We also evaluated the accuracy of a plug-in for the open-source, NIH-supported image analysis program ImageJ, called DiameterJ, in determining the diameters of fibers in Scanning Electron Microscopy (SEM) images. We found that for the SEM images with an optimal pixel size of 8-10 nm (13-16 pixels/fiber) several DiameterJ algorithms strongly correlated with the manual measurements.

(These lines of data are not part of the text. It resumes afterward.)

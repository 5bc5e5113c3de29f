// SPDX-FileCopyrightText: Copyright (c) 2024 NVIDIA CORPORATION & AFFILIATES. All rights reserved.
// SPDX-License-Identifier: Apache-2.0
//! Rectilinear routing trees for placed nets.
//!
//! A net's routing estimate is a binary tree: leaves are the net's load
//! pins, internal nodes are Steiner points, and the root is the driver.
//! Edges carry Manhattan wire lengths in DBU. The topology comes from a
//! Prim spanning tree over pin locations seeded at the driver; nodes with
//! more than two children are split into chains of zero-length junctions
//! at the same location.

use crate::netlist::{Netlist, Point};

/// Sentinel for an absent child.
pub const STEINER_NULL: usize = usize::MAX;

/// A binary Steiner tree for one net.
#[derive(Debug, Clone)]
pub struct SteinerTree {
    /// The root node, corresponding to the driver pin.
    pub drvr_pt: usize,
    locations: Vec<Point>,
    pins: Vec<Option<usize>>,
    aliases: Vec<Option<usize>>,
    left: Vec<usize>,
    right: Vec<usize>,
}

impl SteinerTree {
    /// Build the routing tree for a net.
    ///
    /// Returns `None` when the net has no driver, no loads, or any
    /// unplaced pin (an unplaced tree cannot be estimated).
    pub fn build(netlist: &Netlist, net: usize) -> Option<SteinerTree> {
        let drvr_pin = netlist.drivers(net).next()?;
        let drvr_loc = netlist.pin_location(drvr_pin)?;
        let mut load_pins = Vec::new();
        let mut locs = vec![drvr_loc];
        for pin in netlist.loads(net) {
            locs.push(netlist.pin_location(pin)?);
            load_pins.push(pin);
        }
        if load_pins.is_empty() {
            return None;
        }

        // Prim spanning tree over Manhattan distance, seeded at the driver.
        let n = locs.len();
        let mut in_tree = vec![false; n];
        let mut parent = vec![0usize; n];
        let mut dist: Vec<i64> = locs.iter().map(|&l| drvr_loc.manhattan_distance(l)).collect();
        in_tree[0] = true;
        for _ in 1..n {
            let mut best = usize::MAX;
            for i in 1..n {
                if !in_tree[i] && (best == usize::MAX || dist[i] < dist[best]) {
                    best = i;
                }
            }
            in_tree[best] = true;
            for i in 1..n {
                if !in_tree[i] {
                    let d = locs[best].manhattan_distance(locs[i]);
                    if d < dist[i] {
                        dist[i] = d;
                        parent[i] = best;
                    }
                }
            }
        }
        let mut children: Vec<Vec<usize>> = vec![Vec::new(); n];
        for i in 1..n {
            children[parent[i]].push(i);
        }

        let mut tree = SteinerTree {
            drvr_pt: STEINER_NULL,
            locations: Vec::new(),
            pins: Vec::new(),
            aliases: Vec::new(),
            left: Vec::new(),
            right: Vec::new(),
        };
        let child =
            tree.binarize_children(&children, &locs, &load_pins, 0, drvr_loc, Some(drvr_pin));
        let root = tree.push(drvr_loc, Some(drvr_pin), Some(drvr_pin));
        tree.left[root] = child;
        tree.drvr_pt = root;
        Some(tree)
    }

    fn push(&mut self, location: Point, pin: Option<usize>, alias: Option<usize>) -> usize {
        let id = self.locations.len();
        self.locations.push(location);
        self.pins.push(pin);
        self.aliases.push(alias);
        self.left.push(STEINER_NULL);
        self.right.push(STEINER_NULL);
        id
    }

    /// Build the binary subtree for one spanning-tree node.
    fn binarize_node(
        &mut self,
        children: &[Vec<usize>],
        locs: &[Point],
        load_pins: &[usize],
        node: usize,
    ) -> usize {
        let pin = load_pins[node - 1];
        let leaf = self.push(locs[node], Some(pin), Some(pin));
        if children[node].is_empty() {
            return leaf;
        }
        let mut acc = leaf;
        for &child in &children[node] {
            let sub = self.binarize_node(children, locs, load_pins, child);
            let junction = self.push(locs[node], None, Some(pin));
            self.left[junction] = acc;
            self.right[junction] = sub;
            acc = junction;
        }
        acc
    }

    /// Combine a node's child subtrees into a single tree rooted at the
    /// node's location, chaining junctions for fanout beyond two.
    fn binarize_children(
        &mut self,
        children: &[Vec<usize>],
        locs: &[Point],
        load_pins: &[usize],
        node: usize,
        location: Point,
        alias: Option<usize>,
    ) -> usize {
        let mut acc = STEINER_NULL;
        for &child in &children[node] {
            let sub = self.binarize_node(children, locs, load_pins, child);
            if acc == STEINER_NULL {
                acc = sub;
            } else {
                let junction = self.push(location, None, alias);
                self.left[junction] = acc;
                self.right[junction] = sub;
                acc = junction;
            }
        }
        acc
    }

    pub fn num_pts(&self) -> usize {
        self.locations.len()
    }

    pub fn left(&self, pt: usize) -> usize {
        self.left[pt]
    }

    pub fn right(&self, pt: usize) -> usize {
        self.right[pt]
    }

    pub fn location(&self, pt: usize) -> Point {
        self.locations[pt]
    }

    /// The load pin at a leaf, if this point is a sink.
    pub fn pin(&self, pt: usize) -> Option<usize> {
        self.pins[pt]
    }

    /// The pin this Steiner point coincides with, if any.
    pub fn alias(&self, pt: usize) -> Option<usize> {
        self.aliases[pt]
    }

    /// All (parent, child, wire length DBU) edges, root first.
    pub fn branches(&self) -> Vec<(usize, usize, i64)> {
        let mut edges = Vec::new();
        let mut stack = vec![self.drvr_pt];
        while let Some(pt) = stack.pop() {
            for child in [self.left[pt], self.right[pt]] {
                if child != STEINER_NULL {
                    let length = self.locations[pt].manhattan_distance(self.locations[child]);
                    edges.push((pt, child, length));
                    stack.push(child);
                }
            }
        }
        edges
    }
}

#[cfg(test)]
mod tests {
    use super::*;
    use crate::liberty::Library;
    use crate::netlist::Netlist;

    const LIB: &str = r#"
    library (st_test) {
      time_unit : "1ns";
      capacitive_load_unit (1,pf);
      operating_conditions (typ) { process : 1.0; voltage : 1.8; temperature : 25.0; }
      cell (BUF1) {
        cell_footprint : buf;
        pin (A) { direction : input; capacitance : 0.005; }
        pin (Y) { direction : output; function : "A";
          timing () {
            related_pin : "A"; timing_sense : positive_unate;
            cell_rise (scalar) { values ("0.02"); }
            cell_fall (scalar) { values ("0.02"); }
            rise_transition (scalar) { values ("0.05"); }
            fall_transition (scalar) { values ("0.05"); }
          }
        }
      }
    }
    "#;

    /// One driver at `drvr` fanning out to a buffer input at each sink.
    fn fanout_net(drvr: (i64, i64), sinks: &[(i64, i64)]) -> (Netlist, usize, Vec<usize>) {
        let lib = Library::parse(LIB).unwrap();
        let buf = lib.get_cell("BUF1").unwrap();
        let mut netlist = Netlist::new("t", 1000.0);
        let net = netlist.make_net("n").unwrap();
        let u0 = netlist.make_instance(buf, "drv").unwrap();
        netlist.set_location(u0, Point::new(drvr.0, drvr.1));
        netlist.connect_pin(u0, "Y", net).unwrap();
        let mut sink_pins = Vec::new();
        for (i, &(x, y)) in sinks.iter().enumerate() {
            let u = netlist.make_instance(buf, &format!("s{}", i)).unwrap();
            netlist.set_location(u, Point::new(x, y));
            sink_pins.push(netlist.connect_pin(u, "A", net).unwrap());
        }
        (netlist, net, sink_pins)
    }

    #[test]
    fn test_single_sink() {
        let (netlist, net, sinks) = fanout_net((0, 0), &[(1000, 0)]);
        let tree = SteinerTree::build(&netlist, net).unwrap();
        let root = tree.drvr_pt;
        assert_eq!(tree.location(root), Point::new(0, 0));
        let leaf = tree.left(root);
        assert_ne!(leaf, STEINER_NULL);
        assert_eq!(tree.right(root), STEINER_NULL);
        assert_eq!(tree.pin(leaf), Some(sinks[0]));
        let branches = tree.branches();
        assert_eq!(branches.len(), 1);
        assert_eq!(branches[0].2, 1000);
    }

    #[test]
    fn test_two_sinks_junction() {
        let (netlist, net, sinks) = fanout_net((0, 0), &[(1000, 0), (0, 2000)]);
        let tree = SteinerTree::build(&netlist, net).unwrap();
        let junction = tree.left(tree.drvr_pt);
        assert!(tree.pin(junction).is_none());
        let (l, r) = (tree.left(junction), tree.right(junction));
        assert_eq!(tree.pin(l), Some(sinks[0]));
        assert_eq!(tree.pin(r), Some(sinks[1]));
        // Root-to-junction edge is zero length; sink edges carry the wire.
        let total: i64 = tree.branches().iter().map(|&(_, _, len)| len).sum();
        assert_eq!(total, 3000);
    }

    #[test]
    fn test_chain_topology() {
        // The middle sink is on the path to the far sink; the spanning tree
        // should route through it rather than star from the driver.
        let (netlist, net, _) = fanout_net((0, 0), &[(500, 0), (1000, 0)]);
        let tree = SteinerTree::build(&netlist, net).unwrap();
        let total: i64 = tree.branches().iter().map(|&(_, _, len)| len).sum();
        assert_eq!(total, 1000);
    }

    #[test]
    fn test_unplaced_returns_none() {
        let lib = Library::parse(LIB).unwrap();
        let buf = lib.get_cell("BUF1").unwrap();
        let mut netlist = Netlist::new("t", 1000.0);
        let net = netlist.make_net("n").unwrap();
        let u0 = netlist.make_instance(buf, "drv").unwrap();
        netlist.set_location(u0, Point::new(0, 0));
        netlist.connect_pin(u0, "Y", net).unwrap();
        let u1 = netlist.make_instance(buf, "s0").unwrap();
        netlist.connect_pin(u1, "A", net).unwrap();
        // s0 has no location.
        assert!(SteinerTree::build(&netlist, net).is_none());
    }

    #[test]
    fn test_driverless_returns_none() {
        let lib = Library::parse(LIB).unwrap();
        let buf = lib.get_cell("BUF1").unwrap();
        let mut netlist = Netlist::new("t", 1000.0);
        let net = netlist.make_net("n").unwrap();
        let u1 = netlist.make_instance(buf, "s0").unwrap();
        netlist.set_location(u1, Point::new(0, 0));
        netlist.connect_pin(u1, "A", net).unwrap();
        assert!(SteinerTree::build(&netlist, net).is_none());
    }
}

We also evaluated the emerging best subsets of the 24 algorithms on two patient data sets to see if the trends in samples from healthy individuals and patients that were detected by manual measurements can be reliably detected by these automated algorithms.
1. Daraei, A., Pieters, Baker, S., Ariens, R., M., Weisel, J., Litvinov, R., M.P.M. (Moniek) de Maat, de Lange, Z., Guthold, M., “Automated fiber diameter and porosity measurement of fibrin clots in SEM images”, In preparation for submission to Journal of Thrombosis and Haemostasis, Nov 2020.
2. Maksudov, F., Daraei, A., Guthold, M., Barsegov, V., “Theoretical modeling of experimental force-extension spectra and single fiber’s rupture.” In preparation for submission to Biomaterial, Nov 2020.
3. Daraei, A., Dement, T., Hudson, N., Guthold, M., “Intrinsically unfolded alpha-C region of fibrinogen is the major contributor to the mechanical strength of fibrin fibers”, In preparation for submission to Journal of Thrombosis and Haemostasis, Nov 2020.
4. Daraei, A., Dement, T., Hudson, N., Guthold, M., “Intrinsically unfolded alpha-C region of fibrinogen is major contributor to the mechanical strength of fibrin fibers”, peer-reviewed abstract, Biophysical Journal, 2020.
5. Daraei, A., Pieters, M., de Lange, Z., Guthold, M., “Automated Fiber Diameter and Porosity Measurement of Fibrin Clots in SEM Images”, peer-reviewed abstract, Biophysical Journal, 2020.